• **WORK TO COMPLETE**
Show every line from the data below that includes "warn".

• **DATA SHOWN**

== Segment start ==

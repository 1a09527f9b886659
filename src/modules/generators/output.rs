//! Writing rendered targets below an output root

use std::fs;
use std::path::{Path, PathBuf};

use cgen_core::{CgenError, Cli};
use tracing::{debug, info, warn};

use crate::registry::{Generator, GeneratorRegistry, RenderedFile};

/// Render and write every registered target below `root`
///
/// A failing target does not stop the others. Returns the written paths, or
/// `CgenError::Output` listing every failure.
pub fn write_all(
    registry: &GeneratorRegistry,
    cli: &Cli,
    root: &Path,
) -> Result<Vec<PathBuf>, CgenError> {
    let mut written = Vec::new();
    let mut failures = Vec::new();

    for generator in registry.iter() {
        match write_target(generator, cli, root) {
            Ok(paths) => {
                info!("Generated {} ({} file(s))", generator.target(), paths.len());
                written.extend(paths);
            }
            Err(errors) => {
                for error in &errors {
                    warn!("{}", error);
                }
                failures.extend(errors);
            }
        }
    }

    if failures.is_empty() {
        Ok(written)
    } else {
        Err(CgenError::Output(failures))
    }
}

fn write_target(
    generator: &dyn Generator,
    cli: &Cli,
    root: &Path,
) -> Result<Vec<PathBuf>, Vec<CgenError>> {
    let target = generator.target();
    let files = generator
        .render(cli)
        .map_err(|e| vec![CgenError::generate(target, e)])?;

    let mut written = Vec::new();
    let mut errors = Vec::new();
    for file in files {
        match write_file(target, root, &file) {
            Ok(path) => written.push(path),
            Err(e) => errors.push(e),
        }
    }

    if errors.is_empty() {
        Ok(written)
    } else {
        Err(errors)
    }
}

fn write_file(target: &str, root: &Path, file: &RenderedFile) -> Result<PathBuf, CgenError> {
    let path = root.join(&file.path);
    let write_error = |source| CgenError::Write {
        target: target.to_string(),
        path: path.clone(),
        source,
    };

    if let Some(parent) = path.parent() {
        fs::create_dir_all(parent).map_err(write_error)?;
    }
    fs::write(&path, &file.content).map_err(write_error)?;
    debug!("Wrote {}", path.display());

    Ok(path)
}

== Segment end ==

• **RESPONSE**
use tracing::{debug, info, warn};
                    warn!("{}", error);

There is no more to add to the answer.